そこで私は、大西さんのケヤキに出会う。
それは町外れの小高い丘上地帯の霊園に囲まれた旧い邸宅にあった。瑠璃色の瓦屋根に、白すぎるモルタル壁。そこに日本家屋が無理やり接合したかのようにくっついている。縁側に面したよく手入れの行き届いた庭に樹齢百年は優に超えていそうな実に立派なケヤキが佇んでいた。太い幹は曲がることなく、梢も理想的な扇形を描いている。
間違いない。このケヤキなら完璧な木漏れ日を上映してくれる。半年も経つと木漏れ日ライターという謎の職にもプロ意識と勘が芽生えるものなのだ。
迷わず、私は呼び鈴を押した。
出てきたのは想像通りの実に気品漂う老婦人だった。白髪は後ろで綺麗にまとめられ、口元から溢れる笑みは私を安心させた。
「とつぜん、すみません。私、こういうものなのですが」
そう言って私は例の「木漏れ日ライター 柴田ゆき」と書かれた名刺を差し出す。
この瞬間が一番緊張する。
私だってこんな名刺を差し出されたら新しい太陽信仰の広報か何かだと思ってしまう。まして独居の高齢女性からすれば、なおさら不信感を抱くに違いない。
「まあ、木漏れ日の人?そうね。確かにうちのケヤキは立派ですもの」
なんだ。拍子抜けもいいところ。なるほど、こんなところからも、うちの町に突如おとずれた木漏れ日ブームを実感する。

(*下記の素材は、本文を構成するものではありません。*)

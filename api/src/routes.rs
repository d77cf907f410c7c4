use axum::extract::rejection::QueryRejection;
use axum::extract::{Query, State};
use axum::routing::get;
use axum::{Json, Router};
use serde_json::{json, Value};
use shared::FetchParams;
use std::sync::Arc;
use tracing::info;

use crate::error::ApiError;
use crate::state::{AppState, Dataset};

pub fn routes() -> Router<Arc<AppState>> {
    Router::new()
        .route("/health", get(health))
        .route("/candles", get(get_candles))
        .route("/volume-footprint", get(get_volume_footprint))
        .route("/cvd", get(get_cvd))
        .route("/ema", get(get_ema))
}

// ── Handlers ─────────────────────────────────────────────────────────────

async fn health() -> Json<Value> {
    Json(json!({ "status": "ok" }))
}

async fn get_candles(
    State(state): State<Arc<AppState>>,
    params: Result<Query<FetchParams>, QueryRejection>,
) -> Result<Json<Value>, ApiError> {
    fetch(&state, Dataset::Candles, params).await
}

async fn get_volume_footprint(
    State(state): State<Arc<AppState>>,
    params: Result<Query<FetchParams>, QueryRejection>,
) -> Result<Json<Value>, ApiError> {
    fetch(&state, Dataset::VolumeFootprint, params).await
}

async fn get_cvd(
    State(state): State<Arc<AppState>>,
    params: Result<Query<FetchParams>, QueryRejection>,
) -> Result<Json<Value>, ApiError> {
    fetch(&state, Dataset::Cvd, params).await
}

async fn get_ema(
    State(state): State<Arc<AppState>>,
    params: Result<Query<FetchParams>, QueryRejection>,
) -> Result<Json<Value>, ApiError> {
    fetch(&state, Dataset::Ema, params).await
}

async fn fetch(
    state: &AppState,
    dataset: Dataset,
    params: Result<Query<FetchParams>, QueryRejection>,
) -> Result<Json<Value>, ApiError> {
    let Query(params) = params.map_err(|e| ApiError::BadRequest(e.body_text()))?;
    info!(
        "{} symbol={} time_frame={} limit={}",
        dataset.tool_name(),
        params.symbol,
        params.time_frame,
        params.limit
    );

    let envelope = state.fetch_envelope(dataset, &params).await?;
    Ok(Json(envelope))
}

「ええ。本当に素敵なケヤキだなって。お庭もよくお手入れされていらっしゃって、なんというか一目惚れしてしまったんです」
「まあ、それは。亡くなった主人の祖父の代からあるんですって。保存樹林に指定されてるみたいなんだけど」
保存指定の樹林ときたか。なるほど、立派なわけだ。
「もしよかったら、こちらのケヤキ、是非とも紹介させていただけないでしょうか?」
大西さんは微笑むと快く承諾してくれた。
私は初めて「木漏れ日の予報」を行なった。
大西さんのケヤキは間違いなく、この町一番の木漏れ日を上映してくれるに違いない。
そこで私は次の晴れの日に大西さんの邸宅でこの町一番の木漏れ日が見られると大々的にサイト内で記事にした。もちろん、私だってその木漏れ日を確認していない。同じ木漏れ日ファンとして、待ちきれない気持ちを共有してみたかったのだ。記事はSNSで拡散され、木漏れ日ファンを自称する人たちから続々と期待の声が届いた。まさに木漏れ日ライター冥利に尽きる思いだ。多分。
そして、四日後。
大西さんのケヤキは小分けにされ、資材業者のトラックで遠くへ運ばれていった。
自分の頭の悪さを改めて、改めて、嘆く。
同好会の余剰エネルギーを私は舐めていたのだ。私が「この町一番の木漏れ日」が見れると大々的に告知した当日の朝、到着してみればすでに多くの人々で大西さんの庭は埋めつくされていた。これじゃあ、木漏れ日も地面も、しずる感も何もあったものじゃない。結局、彼らは木漏れ日にかこつけて、ただ酒が飲みたいだけじゃないか。しかも、最悪なことに予報は外れた。町一番の木漏れ日どころか、太陽はずっと雲隠れ。業を煮やした同好会の一人が「木漏れ日まだか!」と激昂し、その怒りは庭中に伝播しいつしか矛先はケヤキに向けられ、酔った勢いそのままに、ケヤキを蹴る。ケヤキに登る。枝に捕まる。勝手に大西さんのガレージから取り出したチェーンソウで幹を切り始める。
あ、と私が声に出すか出さないかのうちに、ケヤキは凄まじい音を立てて、後ろの霊園の方へと倒れていった。
怪我人も出た。保存指定の樹林も倒された。後ろの霊園にも被害が出た。夕方のワイドショーでも取り上げられた。その発端は私。